Funerals were also simple, with little pomp or ceremony. Warriors were buried with weapons and horses in turf-covered mounds. A hospitality culture existed along semi-religious lines that would see clans and families obliged to accept strangers as guests to their table.
German tribes had many gods the principal one of which Tacitus equates to the deity of Mercury. Figures like Hercules and Mars were honored along with a pantheon of natural gods, phenomena, and spirits. The worship of Ertha (Mother Earth) with special rites and sacrifices was common to many tribes. Worshiping in sacred forests groves the Germans did not know any temples. However, augury and the taking of auspices were practiced similarly to how Romans might recognize. Unlike Rome, priests would occasionally make human sacrifices, which was a major cultural taboo for Romans. This was seen as truly barbaric. However, Tacitus is a rare example (unlike other Latin writers) for how little outrage he offers on this facet of German culture.
Tacitus & Germania: Conclusion
Within the Germania, Tacitus is conspicuous (as a Roman writer) for his relative lack of racist and cultural disdain for the Germanic tribes. Fierce and savage though these people were at war, they are essentially presented as simple, clean-living, and noble in their social structures and lives.

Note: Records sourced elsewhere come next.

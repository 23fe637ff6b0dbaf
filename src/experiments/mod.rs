//! The individual lab experiments.
//!
//! Each experiment owns its literal constants and turns a loaded table into
//! an [`Analysis`]:
//!
//! 1. `prepare`: columns -> `(x, y, σx, σy)` with propagated uncertainties
//! 2. fit a straight line (weighted or effective variance)
//! 3. derive the physical constants from the fit covariance

use crate::domain::{Analysis, ExperimentKind};
use crate::error::AppError;
use crate::io::ingest::Table;

pub mod heating;
pub mod specific_heat;
pub mod vapor;

/// Column headers an experiment expects, in CSV order.
pub fn columns(kind: ExperimentKind) -> [&'static str; 2] {
    match kind {
        ExperimentKind::Heating => [heating::COL_TEMPERATURE, heating::COL_PRESSURE],
        ExperimentKind::SpecificHeat => [specific_heat::COL_VOLTAGE, specific_heat::COL_HEIGHT],
        ExperimentKind::Vapor => [vapor::COL_PRESSURE, vapor::COL_RESISTANCE],
    }
}

/// Run the fit and derivation for one experiment.
pub fn analyze(kind: ExperimentKind, table: &Table) -> Result<Analysis, AppError> {
    match kind {
        ExperimentKind::Heating => heating::analyze(table),
        ExperimentKind::SpecificHeat => specific_heat::analyze(table),
        ExperimentKind::Vapor => vapor::analyze(table),
    }
}
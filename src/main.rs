use std::process::ExitCode;

fn main() -> ExitCode {
    match labfit::app::run() {
        Ok(()) => ExitCode::SUCCESS,
        Err(err) => {
            eprintln!("{err}");
            ExitCode::from(err.exit_code())
        }
    }
}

Although not overtly stated, The Germania is notable for highlighting a surprising amount of commonality between ancient Romans and Germans. Harking back to Rome’s own archaic past, the Romans themselves had once been a tribal and warlike people who had terrorized their neighbors with endemic warfare. A thoughtful Roman audience might even ask itself; did Germanic ferocity in war mirror that of Rome’s early founders before this had been blunted by the riches of empire? Had not Rome’s forefathers lived a more simple, naturalistic, and noble life, in stable family groups, unadulterated by intermarriage or foreign luxury? Long before the Empire, wealth and material goods had distorted the moral compass of her citizens. Rome’s early ancestors had once shunned adultery, childless relationships, and casual divorce. Like the Germanic tribes, Rome’s early founders had not been weakened by indolent addiction to entertainment or a reliance on money, luxury, or slaves. Not unlike the Germans, had not the early Romans once spoken freely in assemblies, protected from the worst excesses of tyranny, or dare it even be thought, emperors? In moralistic terms, Rome’s early forefathers had once practiced a simple, wholesome, and warlike existence not unlike some aspects of the early Germans. At least this is how Tacitus seems to be thinking and this is the deeper message he transmits through the Germania. We should be aware of its potentially distorting effect.

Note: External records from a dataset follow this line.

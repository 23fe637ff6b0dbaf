//! First-order (Gaussian) propagation of uncertainty.
//!
//! For a derived quantity `f(p)` with parameter covariance `Σ` and gradient
//! `g = ∂f/∂p` evaluated at the nominal parameters:
//!
//! ```text
//! σ_f² = gᵀ Σ g
//! ```
//!
//! Callers supply analytic partial derivatives; this module only does the
//! linear algebra and assembles covariance matrices.

use nalgebra::{DMatrix, DVector};

use crate::domain::Measured;
use crate::error::AppError;

/// Propagate `covariance` through the gradient of a derived quantity.
pub fn propagate(value: f64, gradient: &[f64], covariance: &DMatrix<f64>) -> Result<Measured, AppError> {
    let n = gradient.len();
    if covariance.nrows() != n || covariance.ncols() != n {
        return Err(AppError::new(
            4,
            format!(
                "Gradient has {n} entries but the covariance is {}x{}.",
                covariance.nrows(),
                covariance.ncols()
            ),
        ));
    }
    if !value.is_finite() || gradient.iter().any(|g| !g.is_finite()) {
        return Err(AppError::new(4, "Derived quantity or its gradient is not finite."));
    }

    let g = DVector::from_column_slice(gradient);
    let variance = (g.transpose() * covariance * &g)[(0, 0)];
    // Rounding can leave a tiny negative variance for perfectly correlated inputs.
    Ok(Measured::new(value, variance.max(0.0).sqrt()))
}

/// Extend a covariance matrix with independent variables of the given sigmas.
///
/// The result is block diagonal: `[[cov, 0], [0, diag(σ²)]]`.
pub fn with_independent(covariance: &DMatrix<f64>, sigmas: &[f64]) -> DMatrix<f64> {
    let k = covariance.nrows();
    let n = k + sigmas.len();
    DMatrix::from_fn(n, n, |i, j| {
        if i < k && j < k {
            covariance[(i, j)]
        } else if i == j {
            sigmas[i - k] * sigmas[i - k]
        } else {
            0.0
        }
    })
}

The Germania offers a fascinating insight into the life of the early Germans. There is much that we can learn from it, but there is much that we must be cautious of. For Tacitus and many Roman moralists, the simple depiction of Germanic tribes provided a mirror on how Romans viewed themselves. The Germania stands in clear juxtaposition to what many Roman writers criticized in Roman society. A direct contrast to what Latin moralists feared was the corruption of their own, luxury-riven society.
It has left us with a slightly skewed picture of the early German tribes, one that we, in turn, should be careful not to fetishize also.